Work order: Note how many lines in the following material mention "amounts", then give that number by itself.

━━━━━ Material to process

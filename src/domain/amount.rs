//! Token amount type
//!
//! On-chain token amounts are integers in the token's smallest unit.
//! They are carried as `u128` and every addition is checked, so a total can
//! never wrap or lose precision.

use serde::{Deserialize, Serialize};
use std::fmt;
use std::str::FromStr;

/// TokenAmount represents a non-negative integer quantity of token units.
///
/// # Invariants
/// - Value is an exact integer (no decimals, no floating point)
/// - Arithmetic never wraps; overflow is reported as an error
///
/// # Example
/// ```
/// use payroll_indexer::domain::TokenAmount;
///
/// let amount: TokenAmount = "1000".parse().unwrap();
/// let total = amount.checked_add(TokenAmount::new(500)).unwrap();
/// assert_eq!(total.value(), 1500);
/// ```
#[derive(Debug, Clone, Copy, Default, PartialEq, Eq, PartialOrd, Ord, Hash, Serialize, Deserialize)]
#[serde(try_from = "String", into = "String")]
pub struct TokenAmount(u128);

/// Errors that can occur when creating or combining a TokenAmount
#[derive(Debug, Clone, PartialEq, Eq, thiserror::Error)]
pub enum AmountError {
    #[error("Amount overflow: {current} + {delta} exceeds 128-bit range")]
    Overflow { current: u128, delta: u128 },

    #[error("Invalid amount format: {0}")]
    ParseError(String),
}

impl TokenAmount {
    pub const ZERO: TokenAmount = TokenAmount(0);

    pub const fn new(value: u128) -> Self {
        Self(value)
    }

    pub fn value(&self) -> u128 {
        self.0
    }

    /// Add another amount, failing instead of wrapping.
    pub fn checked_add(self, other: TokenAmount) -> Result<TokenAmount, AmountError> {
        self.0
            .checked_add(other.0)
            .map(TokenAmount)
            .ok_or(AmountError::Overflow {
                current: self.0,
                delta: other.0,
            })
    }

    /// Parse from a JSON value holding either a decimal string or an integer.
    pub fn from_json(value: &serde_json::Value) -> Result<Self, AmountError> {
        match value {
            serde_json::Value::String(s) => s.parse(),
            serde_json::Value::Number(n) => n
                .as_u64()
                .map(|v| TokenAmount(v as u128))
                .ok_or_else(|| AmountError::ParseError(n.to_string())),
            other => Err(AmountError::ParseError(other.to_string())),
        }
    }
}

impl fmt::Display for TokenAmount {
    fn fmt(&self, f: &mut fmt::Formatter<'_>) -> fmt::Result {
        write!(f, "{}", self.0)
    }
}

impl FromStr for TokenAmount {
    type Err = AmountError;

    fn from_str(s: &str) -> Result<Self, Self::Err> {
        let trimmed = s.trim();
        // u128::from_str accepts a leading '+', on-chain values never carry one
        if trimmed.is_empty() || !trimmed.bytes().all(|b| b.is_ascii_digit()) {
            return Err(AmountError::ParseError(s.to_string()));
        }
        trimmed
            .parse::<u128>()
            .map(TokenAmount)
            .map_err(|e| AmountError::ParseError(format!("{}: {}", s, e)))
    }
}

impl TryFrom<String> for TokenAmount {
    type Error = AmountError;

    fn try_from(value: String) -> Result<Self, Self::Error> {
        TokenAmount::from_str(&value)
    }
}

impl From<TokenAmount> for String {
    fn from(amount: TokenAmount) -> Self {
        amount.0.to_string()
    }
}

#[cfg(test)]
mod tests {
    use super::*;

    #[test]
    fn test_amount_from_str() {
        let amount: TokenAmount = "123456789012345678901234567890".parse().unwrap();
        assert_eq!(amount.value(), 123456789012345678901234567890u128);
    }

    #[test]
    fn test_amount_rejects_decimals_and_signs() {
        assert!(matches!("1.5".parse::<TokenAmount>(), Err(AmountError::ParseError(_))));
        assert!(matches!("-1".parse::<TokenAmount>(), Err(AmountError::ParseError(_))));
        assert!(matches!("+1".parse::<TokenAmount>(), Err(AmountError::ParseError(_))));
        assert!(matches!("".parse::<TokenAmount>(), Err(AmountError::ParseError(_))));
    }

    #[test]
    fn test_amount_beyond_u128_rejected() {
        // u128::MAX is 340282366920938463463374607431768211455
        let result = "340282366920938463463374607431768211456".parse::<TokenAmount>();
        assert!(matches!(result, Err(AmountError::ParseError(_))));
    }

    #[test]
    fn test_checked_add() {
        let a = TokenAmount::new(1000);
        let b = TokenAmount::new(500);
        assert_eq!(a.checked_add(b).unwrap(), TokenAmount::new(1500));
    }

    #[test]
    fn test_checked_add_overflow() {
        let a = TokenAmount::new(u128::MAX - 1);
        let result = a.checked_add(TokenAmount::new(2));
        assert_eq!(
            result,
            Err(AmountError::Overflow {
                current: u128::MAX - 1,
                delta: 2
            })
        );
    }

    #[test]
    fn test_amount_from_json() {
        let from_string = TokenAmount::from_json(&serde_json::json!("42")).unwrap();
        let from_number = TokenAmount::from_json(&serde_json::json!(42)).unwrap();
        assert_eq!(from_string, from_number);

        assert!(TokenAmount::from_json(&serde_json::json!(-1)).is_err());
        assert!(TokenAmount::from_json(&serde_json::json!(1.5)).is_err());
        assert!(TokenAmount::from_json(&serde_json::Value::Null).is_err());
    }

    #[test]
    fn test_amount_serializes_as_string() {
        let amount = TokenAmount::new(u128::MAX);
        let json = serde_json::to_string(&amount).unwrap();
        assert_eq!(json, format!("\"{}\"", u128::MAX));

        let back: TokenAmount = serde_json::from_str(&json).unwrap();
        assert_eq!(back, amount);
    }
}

━━━━━━━━━━
━━━━━ Material to process

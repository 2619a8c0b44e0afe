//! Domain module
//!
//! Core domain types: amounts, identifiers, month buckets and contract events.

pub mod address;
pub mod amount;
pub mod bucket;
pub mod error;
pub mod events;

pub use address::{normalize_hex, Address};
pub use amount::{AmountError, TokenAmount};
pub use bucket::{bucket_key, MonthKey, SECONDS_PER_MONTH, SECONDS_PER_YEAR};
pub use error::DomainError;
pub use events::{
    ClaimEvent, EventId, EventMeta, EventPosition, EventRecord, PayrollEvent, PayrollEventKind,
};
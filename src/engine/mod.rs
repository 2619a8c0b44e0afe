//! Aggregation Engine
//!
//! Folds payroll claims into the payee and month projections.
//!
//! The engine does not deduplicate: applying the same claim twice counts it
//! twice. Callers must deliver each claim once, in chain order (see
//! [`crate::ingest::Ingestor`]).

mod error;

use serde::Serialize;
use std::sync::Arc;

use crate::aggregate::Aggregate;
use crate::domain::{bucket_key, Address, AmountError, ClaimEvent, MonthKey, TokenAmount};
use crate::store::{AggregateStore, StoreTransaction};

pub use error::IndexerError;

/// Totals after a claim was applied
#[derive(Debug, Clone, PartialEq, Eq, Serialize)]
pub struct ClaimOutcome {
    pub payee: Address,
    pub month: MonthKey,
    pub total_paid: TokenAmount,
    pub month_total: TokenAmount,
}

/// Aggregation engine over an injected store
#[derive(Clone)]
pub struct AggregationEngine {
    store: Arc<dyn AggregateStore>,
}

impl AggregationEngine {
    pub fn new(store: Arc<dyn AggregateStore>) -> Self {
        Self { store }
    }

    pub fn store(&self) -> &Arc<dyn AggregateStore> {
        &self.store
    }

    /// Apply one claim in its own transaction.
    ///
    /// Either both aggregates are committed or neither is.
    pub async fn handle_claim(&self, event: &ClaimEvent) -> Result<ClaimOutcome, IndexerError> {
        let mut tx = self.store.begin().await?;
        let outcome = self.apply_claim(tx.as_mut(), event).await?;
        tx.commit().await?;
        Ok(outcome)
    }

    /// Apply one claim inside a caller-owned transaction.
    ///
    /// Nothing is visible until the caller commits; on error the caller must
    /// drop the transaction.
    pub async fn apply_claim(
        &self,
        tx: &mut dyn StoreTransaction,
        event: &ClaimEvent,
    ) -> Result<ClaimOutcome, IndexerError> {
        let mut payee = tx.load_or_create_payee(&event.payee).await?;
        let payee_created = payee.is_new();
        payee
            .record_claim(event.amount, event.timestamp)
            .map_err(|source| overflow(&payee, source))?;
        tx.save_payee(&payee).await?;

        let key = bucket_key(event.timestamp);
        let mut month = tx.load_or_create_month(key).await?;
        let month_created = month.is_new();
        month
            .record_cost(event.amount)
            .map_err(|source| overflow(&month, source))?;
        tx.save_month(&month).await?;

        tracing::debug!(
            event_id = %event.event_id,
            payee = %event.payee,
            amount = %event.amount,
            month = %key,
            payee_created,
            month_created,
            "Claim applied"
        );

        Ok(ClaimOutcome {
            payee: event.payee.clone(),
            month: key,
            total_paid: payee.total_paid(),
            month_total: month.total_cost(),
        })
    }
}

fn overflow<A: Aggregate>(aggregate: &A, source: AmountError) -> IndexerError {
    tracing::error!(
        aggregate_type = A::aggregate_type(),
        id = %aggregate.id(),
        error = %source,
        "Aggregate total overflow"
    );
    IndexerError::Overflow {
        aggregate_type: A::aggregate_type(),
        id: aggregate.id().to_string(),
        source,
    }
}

━━━━━━━━━━
━━━━━ Material to process

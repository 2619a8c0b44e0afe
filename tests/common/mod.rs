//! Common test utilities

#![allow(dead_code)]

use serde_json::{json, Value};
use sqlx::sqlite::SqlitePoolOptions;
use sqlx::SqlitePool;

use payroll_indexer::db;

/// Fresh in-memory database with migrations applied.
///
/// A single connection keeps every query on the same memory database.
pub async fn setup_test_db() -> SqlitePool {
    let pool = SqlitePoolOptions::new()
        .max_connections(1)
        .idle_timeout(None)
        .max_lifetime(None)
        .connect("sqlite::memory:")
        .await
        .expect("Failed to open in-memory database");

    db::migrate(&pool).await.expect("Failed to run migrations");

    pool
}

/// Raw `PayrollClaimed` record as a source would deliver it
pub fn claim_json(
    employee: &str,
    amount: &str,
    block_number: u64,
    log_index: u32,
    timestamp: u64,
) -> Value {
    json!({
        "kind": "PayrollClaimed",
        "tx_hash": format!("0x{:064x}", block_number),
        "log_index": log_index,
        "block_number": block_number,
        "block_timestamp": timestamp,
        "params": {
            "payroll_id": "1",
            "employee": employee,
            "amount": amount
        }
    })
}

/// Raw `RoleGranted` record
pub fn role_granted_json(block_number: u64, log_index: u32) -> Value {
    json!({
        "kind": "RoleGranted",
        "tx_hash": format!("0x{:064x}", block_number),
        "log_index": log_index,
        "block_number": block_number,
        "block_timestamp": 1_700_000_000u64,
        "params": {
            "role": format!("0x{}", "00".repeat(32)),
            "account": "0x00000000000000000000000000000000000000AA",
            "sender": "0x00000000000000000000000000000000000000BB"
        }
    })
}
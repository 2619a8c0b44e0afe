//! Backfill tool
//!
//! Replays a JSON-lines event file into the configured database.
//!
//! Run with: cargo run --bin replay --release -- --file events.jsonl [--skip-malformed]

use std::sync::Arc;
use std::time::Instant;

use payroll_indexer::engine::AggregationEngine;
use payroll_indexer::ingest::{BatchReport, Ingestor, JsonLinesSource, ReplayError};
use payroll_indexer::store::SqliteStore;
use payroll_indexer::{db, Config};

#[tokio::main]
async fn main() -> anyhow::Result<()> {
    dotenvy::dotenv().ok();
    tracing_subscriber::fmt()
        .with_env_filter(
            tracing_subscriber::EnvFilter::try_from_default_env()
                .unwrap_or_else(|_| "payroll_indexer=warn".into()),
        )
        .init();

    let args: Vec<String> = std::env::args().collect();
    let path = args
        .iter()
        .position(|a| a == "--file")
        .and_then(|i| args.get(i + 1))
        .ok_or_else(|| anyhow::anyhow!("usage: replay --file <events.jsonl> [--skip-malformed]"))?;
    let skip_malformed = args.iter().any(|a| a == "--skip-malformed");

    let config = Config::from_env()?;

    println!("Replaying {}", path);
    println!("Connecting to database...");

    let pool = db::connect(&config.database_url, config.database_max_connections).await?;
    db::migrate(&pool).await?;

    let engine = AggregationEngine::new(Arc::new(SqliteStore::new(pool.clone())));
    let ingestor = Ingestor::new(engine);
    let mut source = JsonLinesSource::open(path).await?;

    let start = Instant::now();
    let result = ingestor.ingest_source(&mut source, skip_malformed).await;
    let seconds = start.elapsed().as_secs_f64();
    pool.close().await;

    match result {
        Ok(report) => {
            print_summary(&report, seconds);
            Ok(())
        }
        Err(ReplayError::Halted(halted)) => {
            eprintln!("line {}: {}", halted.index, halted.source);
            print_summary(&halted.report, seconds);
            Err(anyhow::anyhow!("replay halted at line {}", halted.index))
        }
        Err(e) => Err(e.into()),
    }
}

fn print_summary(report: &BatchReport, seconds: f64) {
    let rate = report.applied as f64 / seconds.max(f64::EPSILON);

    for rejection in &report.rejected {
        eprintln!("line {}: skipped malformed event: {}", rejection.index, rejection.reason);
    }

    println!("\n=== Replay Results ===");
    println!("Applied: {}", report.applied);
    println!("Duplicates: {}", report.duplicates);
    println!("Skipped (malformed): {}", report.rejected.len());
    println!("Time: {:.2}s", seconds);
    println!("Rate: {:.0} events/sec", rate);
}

━━━━━━━━━━

Reply to the exercise: 2